Il re voleva sì credere al bramino, ma aveva visto e udito tante situazioni umane strane da quando era salito al trono ed amministrava la giustizia, che le argomentazioni addotte e la testimonianza di una sposa non gli parevano necessariamente del tutto convincenti. Concesse la parola alla prostituta:

-E tu, donna, che cos'hai da dichiarare?

- Maestà, non sono più molto giovane e la mia casta è di certo bassa. Ciò significa che si possa usare di me senza allargare i cordoni della borsa? Quest'uomo mi ha fatto visita in sogno la notte scorsa. Non oserò mai dirvi che cosa abbia preteso da me, Sire, e la cosa andò avanti da mezzanotte all'alba! Insisto per ricevere la giusta mercede per i miei servizi.

Il re rimase un attimo tranquillo e silenzioso. Infine dichiarò:

- Donna, riceverai il giusto pagamento del debito.

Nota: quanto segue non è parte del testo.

//! # ficbridge Core
//!
//! Pure business logic layer - no infrastructure dependencies.
//!
//! This crate contains:
//! - The static resource registry and schema compiler
//! - The request assembler turning item field values into API calls
//! - The batch dispatcher and credential resolver
//! - Port interfaces (traits) for the external API and credential store
//!
//! ## Architecture Principles
//! - Only depends on `ficbridge-domain`
//! - No HTTP, filesystem or environment access
//! - All external dependencies via traits

pub mod assembler;
pub mod calls;
pub mod credentials;
pub mod dispatch;
pub mod ports;
pub mod registry;
pub mod resources;
pub mod schema;

pub use assembler::{assemble, AssemblyContext};
pub use calls::{ApiCall, CallPlan, Completion};
pub use credentials::resolve_access_token;
pub use dispatch::{DispatchError, Dispatcher};
pub use ports::{CredentialSource, InvoicingApi};
pub use registry::Registry;
pub use resources::{Operation, ResourceKind};
pub use schema::{compile, CompiledField, CompiledSchema};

Il bramino credette di soffocare udendo pronunciare un simile giudizio, ma non osò protestare. Rimase immobile, persuaso all'improvviso di pagare a caro prezzo una colpa, da lui dimenticata ma terribile, commessa in una vita precedente.
A un semplice cenno del re, uno schiavo portò un grande specchio. Il sovrano, dopo aver fatto posare lo specchio al centro della sala del trono, invitò il bramino ad appendere la sua borsa, con il suo contenuto, a una corda legata all'anello che tratteneva il ventaglio di foglie di palma al soffitto della sala quando faceva caldo. Allora il sovrano intimò alla prostituta:

- Afferra la borsa nello specchio.

- Ma non posso afferrare la borsa nello specchio, voglio del denaro contante, palpabile!!

- Prendi o vattene! - disse il re.

Il giusto prezzo di un sogno è una borsa in uno specchio!